To do
In every line of the records, look for "with", then report how many lines have it and nothing else.

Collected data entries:
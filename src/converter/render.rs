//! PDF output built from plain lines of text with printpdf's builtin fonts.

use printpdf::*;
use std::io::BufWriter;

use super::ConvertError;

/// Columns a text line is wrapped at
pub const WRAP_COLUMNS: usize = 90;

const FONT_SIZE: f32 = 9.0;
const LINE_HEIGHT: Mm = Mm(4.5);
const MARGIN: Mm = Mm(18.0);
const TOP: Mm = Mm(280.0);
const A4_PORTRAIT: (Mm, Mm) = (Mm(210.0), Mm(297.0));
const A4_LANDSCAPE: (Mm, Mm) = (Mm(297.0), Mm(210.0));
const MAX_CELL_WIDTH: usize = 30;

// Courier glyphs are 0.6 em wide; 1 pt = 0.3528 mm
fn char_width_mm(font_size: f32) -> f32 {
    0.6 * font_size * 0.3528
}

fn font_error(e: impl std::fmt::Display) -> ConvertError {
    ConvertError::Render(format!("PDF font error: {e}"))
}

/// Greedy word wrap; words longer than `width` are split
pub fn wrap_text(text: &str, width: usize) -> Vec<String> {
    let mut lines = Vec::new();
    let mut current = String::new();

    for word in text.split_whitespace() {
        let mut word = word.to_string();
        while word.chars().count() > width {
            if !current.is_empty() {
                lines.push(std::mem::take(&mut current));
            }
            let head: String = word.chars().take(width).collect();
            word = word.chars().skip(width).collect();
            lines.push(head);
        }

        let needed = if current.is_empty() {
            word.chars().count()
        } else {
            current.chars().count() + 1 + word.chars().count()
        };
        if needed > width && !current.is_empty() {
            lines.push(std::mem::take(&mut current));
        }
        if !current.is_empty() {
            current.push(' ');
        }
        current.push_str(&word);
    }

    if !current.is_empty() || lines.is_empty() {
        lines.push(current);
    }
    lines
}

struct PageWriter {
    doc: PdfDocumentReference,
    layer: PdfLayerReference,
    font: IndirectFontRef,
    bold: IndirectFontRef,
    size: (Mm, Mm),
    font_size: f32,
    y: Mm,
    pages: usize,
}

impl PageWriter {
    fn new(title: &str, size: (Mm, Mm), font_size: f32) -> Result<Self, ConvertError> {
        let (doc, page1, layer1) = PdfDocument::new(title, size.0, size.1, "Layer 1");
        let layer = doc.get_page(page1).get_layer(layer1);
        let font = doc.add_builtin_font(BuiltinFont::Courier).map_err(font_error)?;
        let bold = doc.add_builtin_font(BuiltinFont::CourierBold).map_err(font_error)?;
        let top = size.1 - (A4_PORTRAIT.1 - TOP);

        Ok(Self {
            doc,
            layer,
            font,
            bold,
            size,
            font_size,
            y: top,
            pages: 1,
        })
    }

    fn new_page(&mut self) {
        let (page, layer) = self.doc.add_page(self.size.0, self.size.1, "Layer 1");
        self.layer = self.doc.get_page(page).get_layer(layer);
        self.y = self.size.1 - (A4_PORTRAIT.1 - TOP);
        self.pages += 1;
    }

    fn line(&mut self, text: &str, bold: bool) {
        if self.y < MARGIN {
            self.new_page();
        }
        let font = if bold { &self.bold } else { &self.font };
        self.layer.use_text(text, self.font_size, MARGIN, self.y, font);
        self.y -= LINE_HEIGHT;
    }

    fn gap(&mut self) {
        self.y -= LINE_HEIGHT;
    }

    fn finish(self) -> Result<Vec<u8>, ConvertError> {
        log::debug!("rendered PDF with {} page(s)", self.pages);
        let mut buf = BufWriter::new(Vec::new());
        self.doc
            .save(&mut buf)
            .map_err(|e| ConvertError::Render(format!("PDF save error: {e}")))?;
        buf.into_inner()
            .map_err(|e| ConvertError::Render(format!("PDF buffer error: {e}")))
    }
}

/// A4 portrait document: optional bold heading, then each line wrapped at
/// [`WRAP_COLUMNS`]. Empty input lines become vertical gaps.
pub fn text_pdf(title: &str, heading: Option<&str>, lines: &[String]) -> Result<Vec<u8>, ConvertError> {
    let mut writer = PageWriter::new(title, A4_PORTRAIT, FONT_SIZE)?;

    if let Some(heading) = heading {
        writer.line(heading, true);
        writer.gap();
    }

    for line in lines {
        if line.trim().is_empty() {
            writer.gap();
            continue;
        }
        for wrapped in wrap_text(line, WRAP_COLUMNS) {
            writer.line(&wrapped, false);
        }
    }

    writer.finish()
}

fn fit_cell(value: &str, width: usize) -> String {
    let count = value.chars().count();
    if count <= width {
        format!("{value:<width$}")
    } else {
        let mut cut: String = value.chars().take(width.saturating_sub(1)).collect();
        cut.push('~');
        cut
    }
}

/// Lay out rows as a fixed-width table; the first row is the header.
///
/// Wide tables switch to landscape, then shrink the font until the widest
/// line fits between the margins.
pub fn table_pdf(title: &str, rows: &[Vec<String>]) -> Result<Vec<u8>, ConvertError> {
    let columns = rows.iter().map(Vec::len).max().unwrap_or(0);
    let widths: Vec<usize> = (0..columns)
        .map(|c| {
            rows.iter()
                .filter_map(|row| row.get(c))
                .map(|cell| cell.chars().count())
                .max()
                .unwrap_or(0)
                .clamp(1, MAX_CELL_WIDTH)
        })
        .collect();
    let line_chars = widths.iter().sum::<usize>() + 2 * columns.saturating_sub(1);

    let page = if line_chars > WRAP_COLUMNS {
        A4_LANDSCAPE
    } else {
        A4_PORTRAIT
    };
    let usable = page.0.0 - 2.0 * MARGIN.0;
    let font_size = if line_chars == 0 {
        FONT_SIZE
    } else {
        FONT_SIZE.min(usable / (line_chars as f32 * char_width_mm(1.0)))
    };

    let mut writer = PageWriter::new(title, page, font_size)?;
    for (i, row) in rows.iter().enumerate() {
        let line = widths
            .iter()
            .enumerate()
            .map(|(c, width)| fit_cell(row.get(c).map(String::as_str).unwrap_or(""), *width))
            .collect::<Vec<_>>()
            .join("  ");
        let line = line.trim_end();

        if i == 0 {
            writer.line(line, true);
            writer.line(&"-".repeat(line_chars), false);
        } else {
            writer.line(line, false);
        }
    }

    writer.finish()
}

Problem solution
2